Durante a explosão, alguns objetos se perderam, como as aulas de ballet ou de windsurf (pagos, mas nunca feitos). Outros, apesar de estarem dentro da cuba, ficaram distantes.

Como se descobriu depois, as bolinhas têm o mesmo efeito de uma areia movediça. Por mais que se mexa é impossível sair do lugar. E a menina, que no começo tentou em vão dominar sua própria rotina, desistiu e se acostumou a fazer suas atividades tão queridas de vez em quando somente. "O que para der, maravilha. O que não der, bom também". Afinal, chega uma hora que nem Hiro Nakamura aguenta conciliar tudo no varal do tempo.

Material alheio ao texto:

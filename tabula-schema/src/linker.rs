//! Resolution of deferred lookups.
//!
//! The linker drains a [`ResolveQueue`] one [`Batch`] at a time. A batch
//! only runs if every earlier batch succeeded, since its items dereference
//! what earlier batches filled in: a nested struct adopts the target of a
//! foreign key, and a dotted path walks through nested structs.

use smallvec::SmallVec;
use smol_str::SmolStr;
use tracing::{debug, trace};

use crate::diag::{Diagnostics, Position};
use crate::model::{
    DefaultValue, FieldId, FieldPath, FieldType, Link, Model, Modifier, Operator, RoleMapId,
    RoleMapKind, RoleRef, Search, SearchId, SearchKind, UniqueId, UpdateId,
};
use crate::resolve::{Batch, PathSlot, Resolve, ResolveQueue};

/// Resolve every queued lookup against `model`.
///
/// Returns `false` if any lookup failed; each failure records one or more
/// errors in `diag`.
pub fn link(model: &mut Model, queue: &ResolveQueue, diag: &mut Diagnostics) -> bool {
    Linker { model, diag }.run(queue)
}

struct Linker<'a> {
    model: &'a mut Model,
    diag: &'a mut Diagnostics,
}
//! Fuzz target for the `tabula.toml` parser.
//!
//! Run with:
//! ```bash
//! cargo +nightly fuzz run fuzz_config_parser
//! ```

#![no_main]

use libfuzzer_sys::fuzz_target;
use tabula_schema::CompilerConfig;

fuzz_target!(|data: &[u8]| {
    if let Ok(input) = std::str::from_utf8(data) {
        // The parser should never panic, only return errors
        let _ = CompilerConfig::from_str(input);
    }
});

Isso continuou por quase seis meses, mas eis que até o caos virou rotina e ela, cansada de fazer malabarismos com uma amarra de ferro em cada braço, mergulhou fundo e quebrou a parede já trincada da enorme tigela. Era uma saída, mas talvez não uma solução.

Tal como Alice, a menina e seu mundarel de coisas foram caindo, caindo, caiiiiindo... assim como ela, que caiu no sono. Quando acordou, estava deitada no chão, em grama verde e céu azul pintado de lápis de cor. Os ícones, representando suas coisas tão queridas, jogados. Alguns pertinho - porque ela fez questão de segurar junto ao peito na descida - outros, tão longe que mal dava pra ver.

Era hora de recomeçar. Começar a catar todos os elementos e assim, como em qualquer arrumação de começo de ano, separar o que fica, o que é lixo e o que pode ser doado ou reciclado.

Alguns desses trechos, só para ajudar, ela teria de fazer a pé. O carro, representado pela carteira de motorista com excesso de pontuação, se perdeu no meio do caminho e não se tem ideia de quando volta.

No começo do percurso, que poderia muito bem ser de tijolinhos dourados, ela vê no chão um jornal, com o horóscopo do período: “ótima fase para reflexão; aproveite para decidir o que quer priorizar daqui pra frente" e pensa, "é, bem-vinda ao retorno de Saturno”.

1 comment:

Lucy Jones said...

Por mais que eu tenha falado que cada escolha implica uma renúncia, também tenho essa tendência de acumular atividade após atividade. Ano passado, eu fazia curso de inglês... e compras. Hoje, tenho faculdade, dois empregos e caço um terceiro. Isso sem falar que no tempo livre organizo festas, estudo, acompanho 15 séries, tenho uma pilha de livros pra ler, fissuro numa novela e tento acompanhar as ondas fashion... É, de repente a vida vai ficando cheia. Talvez, acredito, numa tentativa desesperada de ter sempre 21 e não deixar a vida passar só com trabalho/curso.

Amiga, não posso dizer que seja tão propensa a abraçar o mundo como você, mas já tive minha "limpeza"... deixei coisas boas e ruins pra trás... Acredito que recomeçar é difícil, mas às vezes animador... como um livro em branco, vazio mas cheio de possibilidades.

Sem falar que recomeço me lembra Everwood... e Everwood é fofo e terminou melhor do que um conto de fadas!